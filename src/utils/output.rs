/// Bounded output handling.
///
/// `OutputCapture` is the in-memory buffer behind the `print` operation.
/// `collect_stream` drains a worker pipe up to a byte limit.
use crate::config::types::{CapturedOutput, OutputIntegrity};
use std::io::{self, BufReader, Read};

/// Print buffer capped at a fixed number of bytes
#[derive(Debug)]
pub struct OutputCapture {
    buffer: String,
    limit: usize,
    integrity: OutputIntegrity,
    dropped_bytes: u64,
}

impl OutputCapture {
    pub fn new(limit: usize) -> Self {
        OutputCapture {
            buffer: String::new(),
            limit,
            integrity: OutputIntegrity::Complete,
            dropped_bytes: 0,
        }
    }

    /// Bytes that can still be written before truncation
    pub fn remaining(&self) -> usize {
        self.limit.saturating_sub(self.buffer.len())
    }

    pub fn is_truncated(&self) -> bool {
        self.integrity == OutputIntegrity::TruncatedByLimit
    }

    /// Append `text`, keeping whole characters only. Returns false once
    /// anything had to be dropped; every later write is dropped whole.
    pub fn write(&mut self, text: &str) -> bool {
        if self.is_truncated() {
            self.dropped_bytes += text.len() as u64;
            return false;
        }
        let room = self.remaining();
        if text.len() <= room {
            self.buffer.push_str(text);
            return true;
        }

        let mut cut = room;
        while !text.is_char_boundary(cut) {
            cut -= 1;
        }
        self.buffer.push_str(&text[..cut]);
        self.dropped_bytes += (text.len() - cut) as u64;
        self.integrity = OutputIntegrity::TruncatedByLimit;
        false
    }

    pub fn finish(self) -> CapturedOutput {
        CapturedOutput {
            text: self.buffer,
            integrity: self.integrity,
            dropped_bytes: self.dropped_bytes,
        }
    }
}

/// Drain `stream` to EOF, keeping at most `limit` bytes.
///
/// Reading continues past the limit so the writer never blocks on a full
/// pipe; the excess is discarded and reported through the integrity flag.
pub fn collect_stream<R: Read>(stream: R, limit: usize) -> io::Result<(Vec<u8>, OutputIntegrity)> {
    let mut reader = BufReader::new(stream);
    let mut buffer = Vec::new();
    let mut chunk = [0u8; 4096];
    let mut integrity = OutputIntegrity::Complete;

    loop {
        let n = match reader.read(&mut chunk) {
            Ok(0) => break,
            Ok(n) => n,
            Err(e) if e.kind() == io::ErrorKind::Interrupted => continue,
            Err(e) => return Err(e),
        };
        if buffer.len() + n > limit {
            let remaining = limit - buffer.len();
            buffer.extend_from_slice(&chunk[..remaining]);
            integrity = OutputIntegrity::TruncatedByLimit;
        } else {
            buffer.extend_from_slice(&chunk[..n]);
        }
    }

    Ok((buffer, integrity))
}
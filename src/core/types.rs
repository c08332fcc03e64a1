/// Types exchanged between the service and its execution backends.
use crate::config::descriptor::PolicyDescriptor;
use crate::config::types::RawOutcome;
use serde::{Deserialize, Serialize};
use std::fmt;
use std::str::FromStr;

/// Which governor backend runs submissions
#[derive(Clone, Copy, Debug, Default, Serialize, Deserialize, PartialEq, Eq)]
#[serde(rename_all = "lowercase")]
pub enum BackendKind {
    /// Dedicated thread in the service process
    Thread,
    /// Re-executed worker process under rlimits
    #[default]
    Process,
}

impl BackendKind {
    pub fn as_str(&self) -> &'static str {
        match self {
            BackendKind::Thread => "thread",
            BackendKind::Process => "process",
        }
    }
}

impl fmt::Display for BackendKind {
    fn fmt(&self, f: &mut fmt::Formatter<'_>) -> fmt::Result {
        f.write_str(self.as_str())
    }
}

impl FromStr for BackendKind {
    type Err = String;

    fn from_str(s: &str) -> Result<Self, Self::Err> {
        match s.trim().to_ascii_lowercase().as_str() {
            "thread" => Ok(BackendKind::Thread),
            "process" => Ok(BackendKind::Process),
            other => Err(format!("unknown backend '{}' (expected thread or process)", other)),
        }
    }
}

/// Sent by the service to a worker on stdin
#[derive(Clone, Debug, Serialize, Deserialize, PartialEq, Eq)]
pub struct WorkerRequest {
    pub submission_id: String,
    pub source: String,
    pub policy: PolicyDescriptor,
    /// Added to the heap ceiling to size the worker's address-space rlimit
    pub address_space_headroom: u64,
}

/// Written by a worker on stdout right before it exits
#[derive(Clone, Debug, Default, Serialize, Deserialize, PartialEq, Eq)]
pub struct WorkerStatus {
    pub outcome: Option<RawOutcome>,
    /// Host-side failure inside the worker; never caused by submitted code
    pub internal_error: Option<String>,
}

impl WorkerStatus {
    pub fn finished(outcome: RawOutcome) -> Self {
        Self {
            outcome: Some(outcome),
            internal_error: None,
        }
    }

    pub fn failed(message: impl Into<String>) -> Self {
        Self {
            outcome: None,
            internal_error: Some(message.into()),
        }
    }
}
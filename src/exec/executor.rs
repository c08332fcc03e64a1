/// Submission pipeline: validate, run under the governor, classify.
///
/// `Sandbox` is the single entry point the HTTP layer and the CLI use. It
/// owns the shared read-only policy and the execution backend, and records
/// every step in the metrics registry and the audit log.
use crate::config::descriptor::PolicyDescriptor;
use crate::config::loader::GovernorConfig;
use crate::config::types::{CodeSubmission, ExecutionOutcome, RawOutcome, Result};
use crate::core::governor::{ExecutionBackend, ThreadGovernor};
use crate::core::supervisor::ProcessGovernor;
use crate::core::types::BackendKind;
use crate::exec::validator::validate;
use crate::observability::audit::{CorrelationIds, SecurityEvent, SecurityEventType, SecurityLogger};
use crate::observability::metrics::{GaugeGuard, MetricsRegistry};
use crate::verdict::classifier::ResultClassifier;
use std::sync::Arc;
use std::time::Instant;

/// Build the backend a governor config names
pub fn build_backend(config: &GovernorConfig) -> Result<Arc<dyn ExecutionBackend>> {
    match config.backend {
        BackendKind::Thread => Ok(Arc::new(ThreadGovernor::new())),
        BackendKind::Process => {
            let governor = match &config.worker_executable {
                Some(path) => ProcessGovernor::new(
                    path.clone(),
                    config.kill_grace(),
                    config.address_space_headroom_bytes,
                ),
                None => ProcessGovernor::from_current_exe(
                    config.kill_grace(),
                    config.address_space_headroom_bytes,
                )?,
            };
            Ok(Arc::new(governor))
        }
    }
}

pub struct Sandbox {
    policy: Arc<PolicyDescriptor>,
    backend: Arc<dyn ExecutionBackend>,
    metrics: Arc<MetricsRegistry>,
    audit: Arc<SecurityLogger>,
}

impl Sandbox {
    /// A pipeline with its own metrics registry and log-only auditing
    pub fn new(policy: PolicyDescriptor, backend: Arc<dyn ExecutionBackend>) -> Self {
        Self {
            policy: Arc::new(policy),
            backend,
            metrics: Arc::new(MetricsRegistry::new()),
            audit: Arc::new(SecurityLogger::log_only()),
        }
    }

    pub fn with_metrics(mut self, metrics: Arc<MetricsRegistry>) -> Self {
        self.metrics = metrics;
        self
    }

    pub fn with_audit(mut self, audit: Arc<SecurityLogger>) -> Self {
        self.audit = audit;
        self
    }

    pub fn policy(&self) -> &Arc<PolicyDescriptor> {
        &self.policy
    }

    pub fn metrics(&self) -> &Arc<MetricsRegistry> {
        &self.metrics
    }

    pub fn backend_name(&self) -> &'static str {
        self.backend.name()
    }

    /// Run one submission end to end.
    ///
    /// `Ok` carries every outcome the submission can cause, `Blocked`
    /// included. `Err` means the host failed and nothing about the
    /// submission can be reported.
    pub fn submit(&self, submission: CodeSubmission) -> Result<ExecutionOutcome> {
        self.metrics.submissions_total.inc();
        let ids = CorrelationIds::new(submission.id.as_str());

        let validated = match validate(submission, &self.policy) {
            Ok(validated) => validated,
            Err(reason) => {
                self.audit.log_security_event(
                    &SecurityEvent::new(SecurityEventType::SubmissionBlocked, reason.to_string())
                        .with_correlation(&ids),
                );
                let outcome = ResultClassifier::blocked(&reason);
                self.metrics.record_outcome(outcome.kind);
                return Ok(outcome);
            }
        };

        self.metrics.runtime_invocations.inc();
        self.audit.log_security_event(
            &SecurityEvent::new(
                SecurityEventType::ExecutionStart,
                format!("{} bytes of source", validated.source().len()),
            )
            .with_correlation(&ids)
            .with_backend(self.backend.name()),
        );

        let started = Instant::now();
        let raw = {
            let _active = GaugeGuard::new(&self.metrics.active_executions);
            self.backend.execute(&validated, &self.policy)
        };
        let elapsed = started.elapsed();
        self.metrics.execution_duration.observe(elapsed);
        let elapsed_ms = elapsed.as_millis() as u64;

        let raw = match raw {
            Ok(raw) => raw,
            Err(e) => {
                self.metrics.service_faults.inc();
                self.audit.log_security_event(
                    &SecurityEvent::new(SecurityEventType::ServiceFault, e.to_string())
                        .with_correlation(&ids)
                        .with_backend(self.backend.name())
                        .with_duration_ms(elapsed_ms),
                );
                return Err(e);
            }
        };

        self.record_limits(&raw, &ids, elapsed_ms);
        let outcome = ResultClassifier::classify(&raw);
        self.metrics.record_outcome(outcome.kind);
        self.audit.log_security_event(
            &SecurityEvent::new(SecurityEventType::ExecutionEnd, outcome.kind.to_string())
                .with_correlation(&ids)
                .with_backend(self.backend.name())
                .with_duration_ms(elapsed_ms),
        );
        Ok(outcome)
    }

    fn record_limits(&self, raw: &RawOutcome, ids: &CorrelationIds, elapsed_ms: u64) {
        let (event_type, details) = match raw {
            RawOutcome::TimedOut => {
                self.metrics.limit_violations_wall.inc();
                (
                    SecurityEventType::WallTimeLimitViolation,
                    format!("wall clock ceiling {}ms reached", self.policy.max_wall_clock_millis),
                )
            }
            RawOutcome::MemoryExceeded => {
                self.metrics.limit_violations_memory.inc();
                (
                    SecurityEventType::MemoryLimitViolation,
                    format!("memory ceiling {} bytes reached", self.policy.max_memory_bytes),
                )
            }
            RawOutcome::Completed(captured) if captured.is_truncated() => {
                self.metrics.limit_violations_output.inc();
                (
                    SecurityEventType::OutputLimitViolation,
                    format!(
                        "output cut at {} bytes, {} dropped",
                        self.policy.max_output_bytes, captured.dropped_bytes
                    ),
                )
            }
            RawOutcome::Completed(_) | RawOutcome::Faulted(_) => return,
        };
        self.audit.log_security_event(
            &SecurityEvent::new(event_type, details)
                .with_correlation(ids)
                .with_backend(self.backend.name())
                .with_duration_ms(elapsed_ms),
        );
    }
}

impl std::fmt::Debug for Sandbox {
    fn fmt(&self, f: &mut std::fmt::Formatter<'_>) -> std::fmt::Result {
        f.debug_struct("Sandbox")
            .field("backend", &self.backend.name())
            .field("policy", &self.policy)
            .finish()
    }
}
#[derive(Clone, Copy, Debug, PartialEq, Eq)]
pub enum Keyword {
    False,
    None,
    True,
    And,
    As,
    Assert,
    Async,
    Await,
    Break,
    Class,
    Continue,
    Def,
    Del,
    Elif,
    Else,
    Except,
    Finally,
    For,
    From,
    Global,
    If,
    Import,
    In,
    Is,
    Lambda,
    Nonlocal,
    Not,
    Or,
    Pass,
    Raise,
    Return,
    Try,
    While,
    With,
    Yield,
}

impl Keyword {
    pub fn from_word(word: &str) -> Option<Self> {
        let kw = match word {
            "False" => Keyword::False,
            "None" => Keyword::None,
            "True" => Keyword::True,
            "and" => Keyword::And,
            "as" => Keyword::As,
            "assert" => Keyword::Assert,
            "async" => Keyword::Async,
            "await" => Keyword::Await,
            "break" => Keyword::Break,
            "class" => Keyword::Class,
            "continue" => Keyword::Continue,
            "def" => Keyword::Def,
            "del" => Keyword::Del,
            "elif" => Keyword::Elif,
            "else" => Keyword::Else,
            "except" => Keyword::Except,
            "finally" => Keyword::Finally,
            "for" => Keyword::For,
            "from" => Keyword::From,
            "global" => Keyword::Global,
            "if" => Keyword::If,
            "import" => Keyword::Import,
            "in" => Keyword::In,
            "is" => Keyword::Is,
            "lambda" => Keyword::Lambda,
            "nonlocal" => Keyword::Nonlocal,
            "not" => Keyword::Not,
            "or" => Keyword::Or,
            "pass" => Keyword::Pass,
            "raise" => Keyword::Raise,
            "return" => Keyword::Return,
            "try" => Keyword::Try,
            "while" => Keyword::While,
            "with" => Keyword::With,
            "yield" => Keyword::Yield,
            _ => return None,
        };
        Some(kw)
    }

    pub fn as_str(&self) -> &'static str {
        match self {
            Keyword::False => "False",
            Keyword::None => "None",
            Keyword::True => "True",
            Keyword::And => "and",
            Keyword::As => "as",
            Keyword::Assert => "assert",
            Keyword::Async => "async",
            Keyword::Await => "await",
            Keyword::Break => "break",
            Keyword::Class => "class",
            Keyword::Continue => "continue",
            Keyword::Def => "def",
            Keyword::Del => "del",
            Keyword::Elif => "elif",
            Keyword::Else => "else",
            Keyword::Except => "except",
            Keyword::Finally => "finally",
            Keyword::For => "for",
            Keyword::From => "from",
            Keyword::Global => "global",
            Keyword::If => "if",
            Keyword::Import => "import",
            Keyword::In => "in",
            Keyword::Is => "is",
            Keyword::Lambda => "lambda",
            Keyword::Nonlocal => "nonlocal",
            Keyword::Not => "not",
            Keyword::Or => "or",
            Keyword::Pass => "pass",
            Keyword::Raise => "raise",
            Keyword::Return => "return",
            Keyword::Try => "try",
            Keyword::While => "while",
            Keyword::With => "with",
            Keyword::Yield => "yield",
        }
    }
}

- _TASK INSTRUCTIONS_
Find the string "Finally" in the entries above and return each line that holds it.

- _SOLUTION FOR THIS PROBLEM_
    Finally,
            "finally" => Keyword::Finally,
            Keyword::Finally => "finally",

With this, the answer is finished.